▶ [ACTIVITY] Find every line below that contains the word "SeqCst" and copy it out.

▶ [Dataset items]
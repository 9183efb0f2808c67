use axum::{extract::State, http::StatusCode, Json};
use serde_json::Value;

use crate::services::ActivityService;

pub async fn health_handler(
    State(service): State<ActivityService>,
) -> Result<Json<Value>, (StatusCode, Json<Value>)> {
    match service.health().await {
        Ok(()) => Ok(Json(serde_json::json!({ "status": "ok" }))),
        Err(e) => {
            tracing::warn!(error = %e, "store health check failed");
            Err((
                StatusCode::SERVICE_UNAVAILABLE,
                Json(serde_json::json!({ "detail": "Store unavailable" })),
            ))
        }
    }
}
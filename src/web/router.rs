use std::path::Path;

use axum::{
    response::Redirect,
    routing::{delete, get, get_service, post},
    Router,
};
use http::header::{HeaderValue, CACHE_CONTROL};
use tower_http::catch_panic::CatchPanicLayer;
use tower_http::services::ServeDir;
use tower_http::set_header::SetResponseHeaderLayer;
use tower_http::trace::TraceLayer;

use crate::services::ActivityService;
use crate::web::routes::{activities, health};

pub fn build_router(service: ActivityService, static_dir: impl AsRef<Path>) -> Router {
    Router::new()
        .route(
            "/",
            get(|| async { Redirect::temporary("/static/index.html") }),
        )
        .route("/health", get(health::health_handler))
        .route("/activities", get(activities::list_activities_handler))
        .route(
            "/activities/:activity_name/signup",
            post(activities::signup_handler),
        )
        .route(
            "/activities/:activity_name/participants/:email",
            delete(activities::remove_participant_handler),
        )
        .nest_service(
            "/static",
            get_service(ServeDir::new(static_dir.as_ref())),
        )
        .layer(SetResponseHeaderLayer::if_not_present(
            CACHE_CONTROL,
            HeaderValue::from_static("no-store"),
        ))
        .layer(TraceLayer::new_for_http())
        .layer(CatchPanicLayer::new())
        .with_state(service)
}
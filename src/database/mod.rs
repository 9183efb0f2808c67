pub mod activities_repo;
pub mod activity_participants_repo;
pub mod memory_store;
pub mod schema;
pub mod sqlite_store;
pub mod store;

pub use memory_store::InMemoryActivityStore;
pub use sqlite_store::SqliteActivityStore;
pub use store::ActivityStore;
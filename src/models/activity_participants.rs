use super::{ActivitiesRow, Activity};

// One row per (activity, participant) pair from a LEFT JOIN; `email` is NULL
// for activities without participants.
#[derive(Debug, Clone, sqlx::FromRow)]
pub struct ActivityRosterRow {
    pub name: String,
    pub description: String,
    pub schedule: String,
    pub max_participants: i64,
    pub email: Option<String>,
}

/// Folds roster rows (ordered by activity, then position) into activities.
pub fn group_roster(rows: Vec<ActivityRosterRow>) -> Vec<Activity> {
    let mut out: Vec<Activity> = Vec::new();
    for row in rows {
        let same_activity = out.last().is_some_and(|a| a.name == row.name);
        if !same_activity {
            out.push(Activity::from_parts(
                ActivitiesRow {
                    name: row.name,
                    description: row.description,
                    schedule: row.schedule,
                    max_participants: row.max_participants,
                },
                Vec::new(),
            ));
        }
        if let (Some(email), Some(activity)) = (row.email, out.last_mut()) {
            activity.participants.push(email);
        }
    }
    out
}
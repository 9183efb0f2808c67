pub mod router;
pub mod routes;

pub use router::build_router;
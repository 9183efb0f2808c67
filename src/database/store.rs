use async_trait::async_trait;

use crate::error::StoreError;
use crate::models::Activity;

/// Persistence for activities, keyed by activity name.
///
/// The conditional participant operations must check and mutate in one
/// atomic step: two concurrent calls with the same `(name, email)` never
/// both return `true`.
#[async_trait]
pub trait ActivityStore: Send + Sync {
    async fn find_all(&self) -> Result<Vec<Activity>, StoreError>;

    async fn find_by_name(&self, name: &str) -> Result<Option<Activity>, StoreError>;

    /// Appends `email` to the end of the participant list unless present.
    /// Returns `true` if it was added.
    async fn add_participant_if_absent(&self, name: &str, email: &str)
        -> Result<bool, StoreError>;

    /// Returns `true` if `email` was present and has been removed.
    async fn remove_participant_if_present(
        &self,
        name: &str,
        email: &str,
    ) -> Result<bool, StoreError>;

    async fn ping(&self) -> Result<(), StoreError>;
}
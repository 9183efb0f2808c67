pub mod activities;
pub mod activity_participants;

pub use activities::{ActivitiesRow, Activity, ActivityCatalog, ActivityDetails};
pub use activity_participants::{group_roster, ActivityRosterRow};
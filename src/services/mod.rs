pub mod activities_service;

pub use activities_service::{ActivityService, MessageView};
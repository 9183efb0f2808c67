use sqlx::SqlitePool;

use crate::models::{ActivitiesRow, ActivityRosterRow};

const SQL_LIST_ACTIVITY_ROSTERS: &str = r#"
SELECT
  a.name,
  a.description,
  a.schedule,
  a.max_participants,
  p.email
FROM activities a
LEFT JOIN activity_participants p ON p.activity_name = a.name
ORDER BY a.rowid ASC, p.position ASC
"#;

pub async fn list_activity_rosters(pool: &SqlitePool) -> sqlx::Result<Vec<ActivityRosterRow>> {
    sqlx::query_as::<_, ActivityRosterRow>(SQL_LIST_ACTIVITY_ROSTERS)
        .fetch_all(pool)
        .await
}

const SQL_LOAD_ACTIVITY_ROSTER: &str = r#"
SELECT
  a.name,
  a.description,
  a.schedule,
  a.max_participants,
  p.email
FROM activities a
LEFT JOIN activity_participants p ON p.activity_name = a.name
WHERE a.name = ?
ORDER BY p.position ASC
"#;

pub async fn load_activity_roster(
    pool: &SqlitePool,
    name: &str,
) -> sqlx::Result<Vec<ActivityRosterRow>> {
    sqlx::query_as::<_, ActivityRosterRow>(SQL_LOAD_ACTIVITY_ROSTER)
        .bind(name)
        .fetch_all(pool)
        .await
}

const SQL_INSERT_ACTIVITY: &str = r#"
INSERT INTO activities (
  name,
  description,
  schedule,
  max_participants
) VALUES (?, ?, ?, ?)
"#;

pub async fn insert_activity(pool: &SqlitePool, row: &ActivitiesRow) -> sqlx::Result<u64> {
    let res = sqlx::query(SQL_INSERT_ACTIVITY)
        .bind(&row.name)
        .bind(&row.description)
        .bind(&row.schedule)
        .bind(row.max_participants)
        .execute(pool)
        .await?;
    Ok(res.rows_affected())
}
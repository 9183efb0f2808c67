use axum::{
    extract::{Path, Query, State},
    Json,
};
use serde::Deserialize;

use crate::error::ActivityError;
use crate::models::ActivityCatalog;
use crate::services::{ActivityService, MessageView};

#[derive(Debug, Deserialize)]
pub struct SignupQuery {
    pub email: String,
}

pub async fn list_activities_handler(
    State(service): State<ActivityService>,
) -> Result<Json<ActivityCatalog>, ActivityError> {
    service.list_activities().await.map(Json)
}

pub async fn signup_handler(
    Path(activity_name): Path<String>,
    Query(query): Query<SignupQuery>,
    State(service): State<ActivityService>,
) -> Result<Json<MessageView>, ActivityError> {
    service.signup(&activity_name, &query.email).await.map(Json)
}

pub async fn remove_participant_handler(
    Path((activity_name, email)): Path<(String, String)>,
    State(service): State<ActivityService>,
) -> Result<Json<MessageView>, ActivityError> {
    service
        .remove_participant(&activity_name, &email)
        .await
        .map(Json)
}
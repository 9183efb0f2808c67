use std::sync::atomic::{AtomicBool, Ordering};

use async_trait::async_trait;
use tokio::sync::RwLock;

use crate::database::ActivityStore;
use crate::error::StoreError;
use crate::models::Activity;

/// Activity store held in process memory. Each conditional update runs
/// under a single write lock.
#[derive(Debug, Default)]
pub struct InMemoryActivityStore {
    activities: RwLock<Vec<Activity>>,
    offline: AtomicBool,
}

impl InMemoryActivityStore {
    pub fn new(activities: Vec<Activity>) -> Self {
        Self {
            activities: RwLock::new(activities),
            offline: AtomicBool::new(false),
        }
    }

    /// While offline every call fails with `StoreError::Unavailable`.
    pub fn set_offline(&self, offline: bool) {
        self.offline.store(offline, Ordering::SeqCst);
    }

    fn check_online(&self) -> Result<(), StoreError> {
        if self.offline.load(Ordering::SeqCst) {
            return Err(StoreError::Unavailable("in-memory store is offline".into()));
        }
        Ok(())
    }
}

#[async_trait]
impl ActivityStore for InMemoryActivityStore {
    async fn find_all(&self) -> Result<Vec<Activity>, StoreError> {
        self.check_online()?;
        Ok(self.activities.read().await.clone())
    }

    async fn find_by_name(&self, name: &str) -> Result<Option<Activity>, StoreError> {
        self.check_online()?;
        let activities = self.activities.read().await;
        Ok(activities.iter().find(|a| a.name == name).cloned())
    }

    async fn add_participant_if_absent(
        &self,
        name: &str,
        email: &str,
    ) -> Result<bool, StoreError> {
        self.check_online()?;
        let mut activities = self.activities.write().await;
        let Some(activity) = activities.iter_mut().find(|a| a.name == name) else {
            return Ok(false);
        };
        if activity.has_participant(email) {
            return Ok(false);
        }
        activity.participants.push(email.to_string());
        Ok(true)
    }

    async fn remove_participant_if_present(
        &self,
        name: &str,
        email: &str,
    ) -> Result<bool, StoreError> {
        self.check_online()?;
        let mut activities = self.activities.write().await;
        let Some(activity) = activities.iter_mut().find(|a| a.name == name) else {
            return Ok(false);
        };
        let before = activity.participants.len();
        activity.participants.retain(|p| p != email);
        Ok(activity.participants.len() < before)
    }

    async fn ping(&self) -> Result<(), StoreError> {
        self.check_online()
    }
}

▶ [ANSWER TO THIS PROBLEM]
        self.offline.store(offline, Ordering::SeqCst);
        if self.offline.load(Ordering::SeqCst) {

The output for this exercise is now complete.